▶ **Data for the task**:
=== Begin Enclosure ===

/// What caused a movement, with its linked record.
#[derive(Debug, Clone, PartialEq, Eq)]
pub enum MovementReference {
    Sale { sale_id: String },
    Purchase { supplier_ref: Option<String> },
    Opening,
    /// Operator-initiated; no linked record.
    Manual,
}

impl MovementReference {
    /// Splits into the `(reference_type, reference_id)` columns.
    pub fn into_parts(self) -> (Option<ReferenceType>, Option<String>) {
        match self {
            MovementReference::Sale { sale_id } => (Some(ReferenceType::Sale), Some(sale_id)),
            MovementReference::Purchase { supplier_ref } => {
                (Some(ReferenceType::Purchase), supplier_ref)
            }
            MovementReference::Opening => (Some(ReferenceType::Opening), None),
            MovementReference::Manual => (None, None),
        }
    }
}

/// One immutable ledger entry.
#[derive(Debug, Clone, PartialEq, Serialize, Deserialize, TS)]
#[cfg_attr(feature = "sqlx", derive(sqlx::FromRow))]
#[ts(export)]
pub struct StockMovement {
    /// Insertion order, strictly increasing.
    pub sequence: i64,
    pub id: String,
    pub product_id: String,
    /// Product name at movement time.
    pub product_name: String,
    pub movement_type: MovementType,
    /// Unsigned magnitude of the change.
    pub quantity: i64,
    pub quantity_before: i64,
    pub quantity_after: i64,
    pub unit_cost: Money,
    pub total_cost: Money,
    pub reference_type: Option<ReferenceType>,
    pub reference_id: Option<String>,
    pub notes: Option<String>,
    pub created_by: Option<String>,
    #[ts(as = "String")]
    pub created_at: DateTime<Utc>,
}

=== End Enclosure ===
=== Begin Enclosure ===

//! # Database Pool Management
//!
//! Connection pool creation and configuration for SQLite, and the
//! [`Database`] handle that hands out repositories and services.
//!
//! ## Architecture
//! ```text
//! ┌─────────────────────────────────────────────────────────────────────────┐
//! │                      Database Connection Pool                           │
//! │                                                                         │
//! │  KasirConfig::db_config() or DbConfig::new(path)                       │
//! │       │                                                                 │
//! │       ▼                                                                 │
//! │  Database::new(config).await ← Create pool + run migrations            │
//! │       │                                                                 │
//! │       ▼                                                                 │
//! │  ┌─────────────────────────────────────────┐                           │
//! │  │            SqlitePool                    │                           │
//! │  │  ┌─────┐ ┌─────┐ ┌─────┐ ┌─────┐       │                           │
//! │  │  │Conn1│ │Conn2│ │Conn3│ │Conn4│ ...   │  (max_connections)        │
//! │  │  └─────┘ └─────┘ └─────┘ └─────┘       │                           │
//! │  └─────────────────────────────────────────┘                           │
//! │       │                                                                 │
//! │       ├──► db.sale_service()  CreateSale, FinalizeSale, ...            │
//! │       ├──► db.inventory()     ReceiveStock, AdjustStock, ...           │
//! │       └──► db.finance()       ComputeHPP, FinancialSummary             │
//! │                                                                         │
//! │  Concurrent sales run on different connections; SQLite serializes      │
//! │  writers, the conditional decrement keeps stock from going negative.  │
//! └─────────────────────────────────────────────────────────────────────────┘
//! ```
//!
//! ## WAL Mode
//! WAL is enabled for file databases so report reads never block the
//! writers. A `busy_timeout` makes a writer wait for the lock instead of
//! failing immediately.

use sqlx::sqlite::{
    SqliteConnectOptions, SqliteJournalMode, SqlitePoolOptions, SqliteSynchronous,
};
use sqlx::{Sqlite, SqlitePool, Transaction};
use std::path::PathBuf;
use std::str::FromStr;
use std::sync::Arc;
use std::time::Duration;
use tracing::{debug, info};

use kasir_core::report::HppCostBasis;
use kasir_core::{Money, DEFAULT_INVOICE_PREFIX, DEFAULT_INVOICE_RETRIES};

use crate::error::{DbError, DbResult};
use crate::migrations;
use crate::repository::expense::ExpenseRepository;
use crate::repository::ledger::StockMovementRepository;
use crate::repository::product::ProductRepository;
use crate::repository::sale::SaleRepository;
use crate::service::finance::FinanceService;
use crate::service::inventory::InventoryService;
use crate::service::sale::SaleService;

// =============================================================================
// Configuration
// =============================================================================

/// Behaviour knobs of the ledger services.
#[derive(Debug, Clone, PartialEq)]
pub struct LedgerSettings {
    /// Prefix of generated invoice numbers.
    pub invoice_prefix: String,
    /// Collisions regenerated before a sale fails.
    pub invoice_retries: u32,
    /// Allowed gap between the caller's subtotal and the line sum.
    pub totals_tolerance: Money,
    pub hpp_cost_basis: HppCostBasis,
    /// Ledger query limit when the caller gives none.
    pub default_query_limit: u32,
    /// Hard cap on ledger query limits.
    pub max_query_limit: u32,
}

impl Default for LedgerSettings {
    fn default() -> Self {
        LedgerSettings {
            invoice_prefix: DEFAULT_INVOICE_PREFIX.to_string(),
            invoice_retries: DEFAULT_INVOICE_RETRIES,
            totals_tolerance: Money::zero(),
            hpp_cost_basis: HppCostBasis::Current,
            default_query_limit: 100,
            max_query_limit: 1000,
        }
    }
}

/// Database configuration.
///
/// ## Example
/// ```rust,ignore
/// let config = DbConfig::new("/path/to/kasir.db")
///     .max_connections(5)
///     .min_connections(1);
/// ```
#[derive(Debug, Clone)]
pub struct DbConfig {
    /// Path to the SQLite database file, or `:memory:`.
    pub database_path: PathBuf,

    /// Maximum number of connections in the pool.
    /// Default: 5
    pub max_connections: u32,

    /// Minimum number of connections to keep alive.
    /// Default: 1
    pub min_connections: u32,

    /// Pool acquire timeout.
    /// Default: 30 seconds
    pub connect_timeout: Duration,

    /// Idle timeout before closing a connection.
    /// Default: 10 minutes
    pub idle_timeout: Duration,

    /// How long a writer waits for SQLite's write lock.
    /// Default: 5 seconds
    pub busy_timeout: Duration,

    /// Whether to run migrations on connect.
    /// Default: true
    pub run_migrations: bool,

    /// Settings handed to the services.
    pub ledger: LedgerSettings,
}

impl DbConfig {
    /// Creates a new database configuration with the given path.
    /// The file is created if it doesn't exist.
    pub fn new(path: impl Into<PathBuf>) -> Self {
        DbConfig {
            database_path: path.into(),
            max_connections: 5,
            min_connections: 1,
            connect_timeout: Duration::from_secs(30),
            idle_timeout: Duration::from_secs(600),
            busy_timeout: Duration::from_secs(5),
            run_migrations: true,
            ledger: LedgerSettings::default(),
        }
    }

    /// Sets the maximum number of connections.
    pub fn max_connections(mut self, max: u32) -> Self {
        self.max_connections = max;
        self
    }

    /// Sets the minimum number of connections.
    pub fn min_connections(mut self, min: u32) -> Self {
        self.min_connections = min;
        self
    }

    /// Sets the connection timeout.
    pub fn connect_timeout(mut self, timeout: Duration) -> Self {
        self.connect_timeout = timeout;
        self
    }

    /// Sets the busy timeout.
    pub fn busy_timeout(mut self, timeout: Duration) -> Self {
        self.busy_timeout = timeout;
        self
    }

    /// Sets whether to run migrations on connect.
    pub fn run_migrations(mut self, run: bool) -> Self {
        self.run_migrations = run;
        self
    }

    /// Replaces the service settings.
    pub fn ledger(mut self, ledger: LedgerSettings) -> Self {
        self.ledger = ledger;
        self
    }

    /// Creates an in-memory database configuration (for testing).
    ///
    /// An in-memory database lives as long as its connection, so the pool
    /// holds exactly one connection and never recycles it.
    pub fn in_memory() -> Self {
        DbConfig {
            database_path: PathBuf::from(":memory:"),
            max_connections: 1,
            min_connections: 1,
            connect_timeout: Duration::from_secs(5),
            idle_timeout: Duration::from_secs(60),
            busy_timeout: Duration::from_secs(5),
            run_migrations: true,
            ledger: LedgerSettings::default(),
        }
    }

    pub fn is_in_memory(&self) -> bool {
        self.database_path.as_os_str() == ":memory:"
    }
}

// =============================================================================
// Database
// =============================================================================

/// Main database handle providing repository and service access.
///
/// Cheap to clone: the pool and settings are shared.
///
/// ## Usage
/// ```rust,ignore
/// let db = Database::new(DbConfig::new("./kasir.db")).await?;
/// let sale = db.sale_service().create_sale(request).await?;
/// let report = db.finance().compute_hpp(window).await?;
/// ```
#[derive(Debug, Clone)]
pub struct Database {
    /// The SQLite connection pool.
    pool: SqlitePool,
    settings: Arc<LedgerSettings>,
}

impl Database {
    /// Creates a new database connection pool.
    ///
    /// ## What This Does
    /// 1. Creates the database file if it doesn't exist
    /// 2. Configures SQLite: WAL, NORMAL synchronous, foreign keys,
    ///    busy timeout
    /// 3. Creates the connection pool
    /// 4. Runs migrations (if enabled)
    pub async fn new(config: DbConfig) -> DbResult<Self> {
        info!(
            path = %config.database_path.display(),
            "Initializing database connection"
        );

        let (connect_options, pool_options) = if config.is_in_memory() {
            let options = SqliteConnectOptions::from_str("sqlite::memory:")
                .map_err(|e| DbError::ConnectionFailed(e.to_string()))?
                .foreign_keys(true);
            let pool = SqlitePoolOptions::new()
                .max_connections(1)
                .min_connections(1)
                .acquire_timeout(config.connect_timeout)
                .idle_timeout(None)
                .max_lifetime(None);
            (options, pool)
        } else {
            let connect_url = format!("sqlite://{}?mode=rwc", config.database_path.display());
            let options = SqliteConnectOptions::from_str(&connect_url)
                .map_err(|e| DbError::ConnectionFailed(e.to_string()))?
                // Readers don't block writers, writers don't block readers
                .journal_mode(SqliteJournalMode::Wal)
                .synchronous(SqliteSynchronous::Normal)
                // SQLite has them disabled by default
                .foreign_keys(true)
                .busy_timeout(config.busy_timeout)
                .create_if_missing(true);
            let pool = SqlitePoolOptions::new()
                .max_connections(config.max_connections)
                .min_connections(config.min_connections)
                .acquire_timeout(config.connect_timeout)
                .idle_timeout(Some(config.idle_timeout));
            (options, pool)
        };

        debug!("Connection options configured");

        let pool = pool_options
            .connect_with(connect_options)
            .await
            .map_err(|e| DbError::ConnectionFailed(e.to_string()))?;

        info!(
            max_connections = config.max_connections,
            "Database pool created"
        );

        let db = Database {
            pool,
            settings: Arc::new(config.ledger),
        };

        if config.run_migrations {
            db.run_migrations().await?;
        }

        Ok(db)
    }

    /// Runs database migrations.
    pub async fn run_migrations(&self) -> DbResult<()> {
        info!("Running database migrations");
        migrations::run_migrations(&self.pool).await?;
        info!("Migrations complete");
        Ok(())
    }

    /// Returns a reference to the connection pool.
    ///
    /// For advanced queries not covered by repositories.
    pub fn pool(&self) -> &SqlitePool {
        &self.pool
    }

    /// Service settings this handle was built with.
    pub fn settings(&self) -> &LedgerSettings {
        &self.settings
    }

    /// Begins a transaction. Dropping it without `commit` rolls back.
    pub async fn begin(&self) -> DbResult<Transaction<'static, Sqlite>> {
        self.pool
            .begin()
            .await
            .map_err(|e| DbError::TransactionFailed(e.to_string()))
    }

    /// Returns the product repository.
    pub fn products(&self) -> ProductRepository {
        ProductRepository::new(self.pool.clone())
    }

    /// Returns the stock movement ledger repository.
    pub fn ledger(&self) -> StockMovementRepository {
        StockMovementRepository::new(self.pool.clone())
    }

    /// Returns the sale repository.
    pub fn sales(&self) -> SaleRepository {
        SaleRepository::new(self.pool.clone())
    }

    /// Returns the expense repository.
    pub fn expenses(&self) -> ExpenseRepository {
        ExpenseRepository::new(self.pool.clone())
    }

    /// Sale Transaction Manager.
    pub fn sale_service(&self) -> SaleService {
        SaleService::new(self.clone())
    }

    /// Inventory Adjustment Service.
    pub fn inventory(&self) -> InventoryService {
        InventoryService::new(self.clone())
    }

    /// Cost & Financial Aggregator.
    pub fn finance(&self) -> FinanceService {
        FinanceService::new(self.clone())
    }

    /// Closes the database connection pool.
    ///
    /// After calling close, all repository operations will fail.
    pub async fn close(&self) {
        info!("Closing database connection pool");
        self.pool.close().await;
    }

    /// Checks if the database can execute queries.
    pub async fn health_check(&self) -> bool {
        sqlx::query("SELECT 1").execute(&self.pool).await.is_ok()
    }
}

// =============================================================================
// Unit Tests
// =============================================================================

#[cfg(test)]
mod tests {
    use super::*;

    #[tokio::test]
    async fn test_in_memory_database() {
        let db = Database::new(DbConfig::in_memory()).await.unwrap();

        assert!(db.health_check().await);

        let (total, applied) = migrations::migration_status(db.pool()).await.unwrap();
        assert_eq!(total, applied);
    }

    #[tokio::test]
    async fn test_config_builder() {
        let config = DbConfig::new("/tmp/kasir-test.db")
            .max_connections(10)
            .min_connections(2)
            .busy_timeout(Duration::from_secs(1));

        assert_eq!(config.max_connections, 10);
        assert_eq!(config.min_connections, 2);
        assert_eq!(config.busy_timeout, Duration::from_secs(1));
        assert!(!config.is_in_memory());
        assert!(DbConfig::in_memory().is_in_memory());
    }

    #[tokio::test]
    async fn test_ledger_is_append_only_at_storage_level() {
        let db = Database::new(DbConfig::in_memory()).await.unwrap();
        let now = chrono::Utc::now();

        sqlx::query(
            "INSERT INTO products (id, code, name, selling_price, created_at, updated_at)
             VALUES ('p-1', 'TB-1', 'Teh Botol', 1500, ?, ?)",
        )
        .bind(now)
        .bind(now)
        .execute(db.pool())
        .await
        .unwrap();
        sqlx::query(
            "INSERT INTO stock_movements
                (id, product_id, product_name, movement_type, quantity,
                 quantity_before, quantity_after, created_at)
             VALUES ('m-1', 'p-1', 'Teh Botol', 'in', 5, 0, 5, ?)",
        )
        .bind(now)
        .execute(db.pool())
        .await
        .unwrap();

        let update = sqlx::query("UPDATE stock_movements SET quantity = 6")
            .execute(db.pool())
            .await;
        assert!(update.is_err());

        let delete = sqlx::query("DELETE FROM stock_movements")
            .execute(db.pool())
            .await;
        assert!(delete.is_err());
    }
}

=== End Enclosure ===

▶ **What to do**: Copy, from the data above, every line where the word "queries" appears.

▶ **Response to this exercise**:
    /// For advanced queries not covered by repositories.
    /// Checks if the database can execute queries.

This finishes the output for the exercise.